How is everyone doing? I hope you are managing to stay as balanced as you can in these strange and difficult times.
I have approached the physical isolation restrictions in the same way that I approach winter – aggressive exercise. Also yoga. I am fortunate in that I have a sizeable public park nearby in which to walk and run. I haven’t cycled there yet, but took the opportunity for a couple of short road rides near to home last weekend to make the most of the sunshine and blossom. I was conscious of venturing a bit further from home than of late but kept to roads I knew while avoiding the routes out of the suburbs that are the most popular with local riders. Pedalling to the edges of Kent and back into London was, frankly, joyous – I haven’t felt happier in recent weeks. Otherwise there is turbo. My usual Turbobeat group sessions have, as so many others, gone online. A fitness app connects heart rate of individuals to a shared screen which pretty much replicates the display in the usual classes. Though, my landlady’s garage lacks a certain je ne sais quoi.
A shout out to Paul Mill of Elite Cycling here. He’s running these classes three times a week (Tues-Thurs) until the end of May with no charges. Come and join us! All he asks is that you donate to Shelter via his JustGiving page. It also has all his contact information so you can drop a line to find out the Zoom meeting link and Spark app details – you need a turbo and a HRM. At the time of writing he’s managed to raise nearly £2k. If you have a bluetooth monitor you can see your HR onscreen but if not you can self-regulate that in accordance with Paul’s instructions as I do. Great structured sets and a way to raise funds for some of those most in need during the current pandemic.
There is no right or wrong way to react in the current situation. We do what we can. Perhaps we stick to what we usually do when things get tough, perhaps we try to adapt. Bake sourdough or don’t bake sourdough. Sit around in your pants or don’t sit around in your pants. I have sat back a little from social media though as I found I was becoming rather overwhelmed by the sheer output of organisations shifting so much information into the digital realm. I still make time for the all-important cute animal videos though. Plenty of people have commented on how repeated online interactions, and in particular group meetings, leave them unusually tired by the end of the day. Here’s just one comment on some of the reasons why that might be.
The courses of therapy I’ve attended have underlined trying to approach things with an investigative air, with a curiosity. This seems to help me – when I remember to do it! Also, attempting to be present, as Mindfulness encourages. When we cannot say for sure what the future will bring it can help to focus more on the short term. Running and turbo does that for me too – the physical effort needed keeps my train of thought on a short track. Mens sana in corpore sano.

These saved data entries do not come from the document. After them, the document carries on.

use std::collections::HashMap;

use serde::Serialize;

use super::super::domain::{
    AnswerId, DetailedFeedback, GradingState, QuestionGroupId, QuestionId, QuestionType,
    ResolvedSession, Section,
};
use super::aggregate::{answers_by_question, is_correct, snapshot_groups, ScoringError};

/// Per-question breakdown shown next to a session's band summary.
#[derive(Debug, Clone, PartialEq, Serialize)]
pub struct QuestionReview {
    pub question_id: QuestionId,
    pub content: String,
    #[serde(skip_serializing_if = "Option::is_none")]
    pub answer_id: Option<AnswerId>,
    pub user_answer: Option<String>,
    #[serde(skip_serializing_if = "Option::is_none")]
    pub correct_answer: Option<String>,
    /// Only set for objective questions.
    #[serde(skip_serializing_if = "Option::is_none")]
    pub is_correct: Option<bool>,
    #[serde(skip_serializing_if = "Option::is_none")]
    pub score: Option<f32>,
    pub max_score: f32,
    #[serde(skip_serializing_if = "Option::is_none")]
    pub feedback: Option<String>,
    pub grading_status: &'static str,
    #[serde(skip_serializing_if = "Option::is_none")]
    pub detailed_feedback: Option<DetailedFeedback>,
}

#[derive(Debug, Clone, PartialEq, Serialize)]
pub struct GroupReview {
    pub group_id: QuestionGroupId,
    pub instruction: String,
    pub section: Section,
    pub question_type: QuestionType,
    pub questions: Vec<QuestionReview>,
}

/// Walk the session snapshot and pair each question with its answer and any grader feedback.
pub fn review_session(
    resolved: &ResolvedSession,
    feedback: &HashMap<AnswerId, DetailedFeedback>,
) -> Result<Vec<GroupReview>, ScoringError> {
    let answers = answers_by_question(resolved)?;
    let groups = snapshot_groups(resolved)?;

    let reviews = groups
        .into_iter()
        .map(|group| {
            let objective = group.group.section.is_objective();
            let questions = group
                .questions
                .iter()
                .map(|question| {
                    let answer = answers.get(&question.question.id).copied();
                    let grading = answer
                        .map(|answer| answer.grading.clone())
                        .unwrap_or(GradingState::NotRequired);
                    let score = if objective {
                        Some(if is_correct(question, answer, group) { 1.0 } else { 0.0 })
                    } else {
                        answer.and_then(|answer| answer.score)
                    };

                    QuestionReview {
                        question_id: question.question.id.clone(),
                        content: question.question.content.clone(),
                        answer_id: answer.map(|answer| answer.id.clone()),
                        user_answer: answer.map(|answer| answer.content.clone()),
                        correct_answer: question
                            .grading_key
                            .as_ref()
                            .map(|key| key.correct_answer.clone()),
                        is_correct: objective.then(|| is_correct(question, answer, group)),
                        score,
                        max_score: if objective {
                            1.0
                        } else {
                            question.question.max_score()
                        },
                        feedback: answer.and_then(|answer| answer.feedback.clone()),
                        grading_status: grading.label(),
                        detailed_feedback: answer
                            .and_then(|answer| feedback.get(&answer.id))
                            .cloned(),
                    }
                })
                .collect();

            GroupReview {
                group_id: group.group.id.clone(),
                instruction: group.group.instruction.clone(),
                section: group.group.section,
                question_type: group.group.question_type.clone(),
                questions,
            }
        })
        .collect();

    Ok(reviews)
}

We won’t all react the same way, or the way we expect. As someone for whom anxiety is a regular companion I thought I might find this situation far more stressful than I have. I’m not alone, however, in finding that I am much happier and relaxed now than I’ve been for many, many weeks. A new normal with certain boundaries removes some of the vagaries of life, some of the previous ‘obligations’ no longer apply. For me, the fact that I currently do not have to attend regular appointments with my Universal Credit Work Commitments Advisor has been a palpable relief. I am fortunate that I have been in the system for several months and do not have to apply along with tens of thousands of others. Life feels as if it’s on pause, yet I can still do some of the activities that mean the most to me. For others, it might be a struggle to get through each day without the usual structure of work and all the social interactions that accompany it. For me, being at home recently and job-hunting has meant I’ve been fairly isolated anyway. It’s not such a huge shift in my life. It is, of course, a very different situation when you *can’t* do certain things rather than when you *don’t*. Like some others, I’ve done more exercise recently than I usually do because I feel the need to make the most of the chance I have. I do worry a little what might happen if further restrictions were put in place… and then try to remind myself that all this too shall pass.
How are you coping? Or not? Has your relationship with the bike changed during this period? Drop me a line via the contact page and let me know. Perhaps we can all share some of the things that have helped us, and those that haven’t. I feel the change of season is a boon. It might seem unfair to be inside working when the sun is out and the temperature is mild though I, for one, feel the situation would be much harder if we still had the storms and rain of earlier in the year. My flat might begin to feel a bit like a prison if the rain was beating down on the windows. To complement the physical exertions I have been more attentive of the natural world; a spot of Hanami (the flowering cherry outside my window is coming into bloom), visiting the goslings by the lake in the park, listening to birdsong. These are reminders of both permanence and fluctuation. Plus ca change, plus c’est la meme chose.